A new report by the Harvard Law School Food Law and Policy Clinic, the Global FoodBanking Network and the Leket Israel food rescue organization analyzes Israel’s food donation policies and recommends concrete steps that can be taken to reduce food waste and food insecurity.

The report on Israel is the latest in a series of studies, known as The Global Food Donation Policy Atlas. Israel is the 23rd country to be researched for the series. The Israeli study was funded by Sandra and Howard Hoffen, who have supported Leket for several years, the organization said.

Leket’s involvement in the study, which comprised both an analysis of existing policies and proposals for new legislation and governmental actions, was the result of the organization’s moves in recent years to expand beyond its initial role as purely a food distributor to certain areas of lobbying and public advocacy. 

According to Ravit Dinmez Yehezkel, Leket’s legal counsel and the head of its government relations department, the study will be a key tool in her advocacy going forward as it gives external validation to recommendations that Leket had already made in its own internally produced report.

“The fact that there is now a report from an objective and very accepted source like Harvard [University] gives strength to our own report,” Dinmez Yehezkel told eJewishPhilanthropy on Thursday.

Leket, which marked the 20th anniversary of its founding earlier this year, is Israel’s largest food bank, providing food to a quarter of a million people each week. Roughly half of its funding comes from the United States, some from individual donors or foundations and some from federations, 35% from within Israel, 10% from Canada and 5% from the rest of the world.

The team behind The Global Food Donation Policy Atlas looked not only at Israel’s food policies by themselves but also compared them to the policies of countries around the world, providing an international context for these issues.

In addition to its analysis of the current state of affairs, the report made a number of policy recommendations for Israel, including improving education about food waste; revising protocols for “sell by” and expiration dates to ensure that less edible food gets thrown away; and a one-two punch of legislation to both require food companies to donate excess food instead of dumping it in landfills and to either ban companies from discarding organic waste or tax them for doing so. 

The study, which was released on Tuesday at Leket’s headquarters in central Israel, also received official backing from Israel’s Environmental Protection Ministry, one of the key players in Israel’s food waste policies.

“The important policy recommendations of the Food Rescue Atlas Report launched today fully support the Ministry of Environmental Protection’s policies,” Environmental Protection Minister Idit Silman said at the launch event. “Implementing food rescue measures leads to a triple advantage, yielding economic, social, and environmental benefits. Therefore, it is vital to actively promote the prevention of food waste in Israel.”

Silman said she planned to establish an inter-ministerial team to develop a national plan to reduce food waste in Israel.

Dinmez Yehezkel said the fact that the Leket’s own findings and recommendations match those of both the Harvard team and the Environmental Protection Ministry “shows that we are on the right path” to advancing those issues.
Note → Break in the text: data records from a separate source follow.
//! Effective cache TTL resolution.

use crate::parse::{extract_cache_key_ttl, resolve_origin_ttl};

use super::record::AnalysisRecord;

/// Annotates the record with the effective cache TTL and its provenance.
///
/// The cache-key-embedded TTL token is tried first — against `cache_key`,
/// then `true_cache_key` — because it is edge-declared and more trustworthy
/// than anything inferred from origin headers. The origin TTL (s-maxage >
/// max-age > Expires−Date > unknown) is resolved regardless and reported,
/// explicitly labeled by its source, when no cache-key token exists.
///
/// After this call the record is complete and treated as immutable.
pub fn resolve_ttl(record: &mut AnalysisRecord) {
    record.cache_key_ttl = record
        .cache_key
        .as_known()
        .and_then(extract_cache_key_ttl)
        .or_else(|| record.true_cache_key.as_known().and_then(extract_cache_key_ttl));

    let origin = resolve_origin_ttl(
        record.cache_control.as_known(),
        record.expires.as_known(),
        record.date.as_known(),
    );
    record.origin_ttl_seconds = origin.seconds;
    record.origin_ttl_source = origin.source;
}

/// Formats a TTL in seconds as a human-readable string.
///
/// Zero gets a caching-semantics gloss; positive values round down into the
/// largest whole unit.
pub fn format_ttl(seconds: Option<u64>) -> String {
    match seconds {
        None => "unknown".to_string(),
        Some(0) => "0 seconds (effectively not cached or must revalidate)".to_string(),
        Some(s) if s < 60 => format!("{s} seconds"),
        Some(s) if s < 3600 => format!("{} minutes", s / 60),
        Some(s) if s < 86400 => format!("{} hours", s / 3600),
        Some(s) => format!("{} days", s / 86400),
    }
}
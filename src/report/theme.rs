//! Explicit color theme for report rendering.
//!
//! Styling is a capability passed to the renderers, not process-global
//! state: analysis stays pure, rendering writes to a caller-supplied sink,
//! and the theme decides per call whether color escapes are emitted.

use colored::{Color, Colorize};

/// Header category, used to pick a color pair in the raw header report.
#[derive(Debug, Clone, Copy, PartialEq, Eq)]
enum HeaderCategory {
    XCache,
    AkamaiDebug,
    Caching,
    Cookie,
    Content,
    Security,
    Redirect,
    Default,
}

fn categorize(name: &str) -> HeaderCategory {
    if name.starts_with("x-cache") {
        HeaderCategory::XCache
    } else if name.starts_with("x-akamai-")
        || name.starts_with("x-feo")
        || name == "x-serial"
        || name == "x-check-cacheable"
    {
        HeaderCategory::AkamaiDebug
    } else if matches!(
        name,
        "cache-control" | "pragma" | "expires" | "age" | "vary" | "etag" | "last-modified"
    ) {
        HeaderCategory::Caching
    } else if name == "set-cookie" {
        HeaderCategory::Cookie
    } else if name.starts_with("content-") {
        HeaderCategory::Content
    } else if matches!(
        name,
        "strict-transport-security"
            | "content-security-policy"
            | "x-frame-options"
            | "x-content-type-options"
            | "x-xss-protection"
            | "referrer-policy"
            | "permissions-policy"
    ) {
        HeaderCategory::Security
    } else if name == "location" {
        HeaderCategory::Redirect
    } else {
        HeaderCategory::Default
    }
}

fn category_color(category: HeaderCategory) -> Color {
    match category {
        HeaderCategory::XCache => Color::BrightMagenta,
        HeaderCategory::AkamaiDebug => Color::BrightCyan,
        HeaderCategory::Caching => Color::BrightGreen,
        HeaderCategory::Cookie => Color::Magenta,
        HeaderCategory::Content => Color::BrightYellow,
        HeaderCategory::Security => Color::BrightRed,
        HeaderCategory::Redirect => Color::BrightBlue,
        HeaderCategory::Default => Color::White,
    }
}

/// Rendering theme: colors on or off.
#[derive(Debug, Clone, Copy)]
pub struct Theme {
    color: bool,
}

impl Theme {
    /// Builds a theme. `color: false` emits plain text with no escapes.
    pub fn new(color: bool) -> Self {
        Self { color }
    }

    /// Styles a section heading.
    pub fn heading(&self, text: &str) -> String {
        if self.color {
            text.magenta().bold().to_string()
        } else {
            text.to_string()
        }
    }

    /// Styles an extracted variable value.
    ///
    /// Unknown sentinels are dimmed so the eye skips them; concrete values
    /// are highlighted.
    pub fn value(&self, text: &str) -> String {
        if !self.color {
            return text.to_string();
        }
        if text == "unknown" || text == "Unknown" {
            text.dimmed().to_string()
        } else {
            text.magenta().bold().to_string()
        }
    }

    /// Styles an HTTP status code by its class.
    ///
    /// 2xx green, 3xx blue, 4xx yellow, 5xx red.
    pub fn status(&self, status: u16) -> String {
        let text = status.to_string();
        if !self.color {
            return text;
        }
        match status {
            200..=299 => text.green().to_string(),
            300..=399 => text.blue().to_string(),
            400..=499 => text.yellow().to_string(),
            _ => text.red().to_string(),
        }
    }

    /// Styles a raw header name by its category (lowercase name expected).
    pub fn header_name(&self, name: &str) -> String {
        if !self.color {
            return name.to_string();
        }
        name.color(category_color(categorize(name)))
            .bold()
            .dimmed()
            .to_string()
    }

    /// Styles a raw header value by its header's category.
    pub fn header_value(&self, name: &str, value: &str) -> String {
        if !self.color {
            return value.to_string();
        }
        value
            .color(category_color(categorize(name)))
            .to_string()
    }
}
She said this would have a positive environmental impact as they would help limit organic waste, which produces greenhouse gases, as well as economic and health benefits for many Israelis, who would be able to more affordably access healthy food.

She said the fact that the report was based not only on the opinions and views of academics but on existing legislation around the world also gave the document greater weight in discussions with Israeli policymakers.

“This report is both academically based and practically based,” Dinmez Yehezkel. “That means people will take it much more seriously, and that’s why it was important for us to be involved in this process.”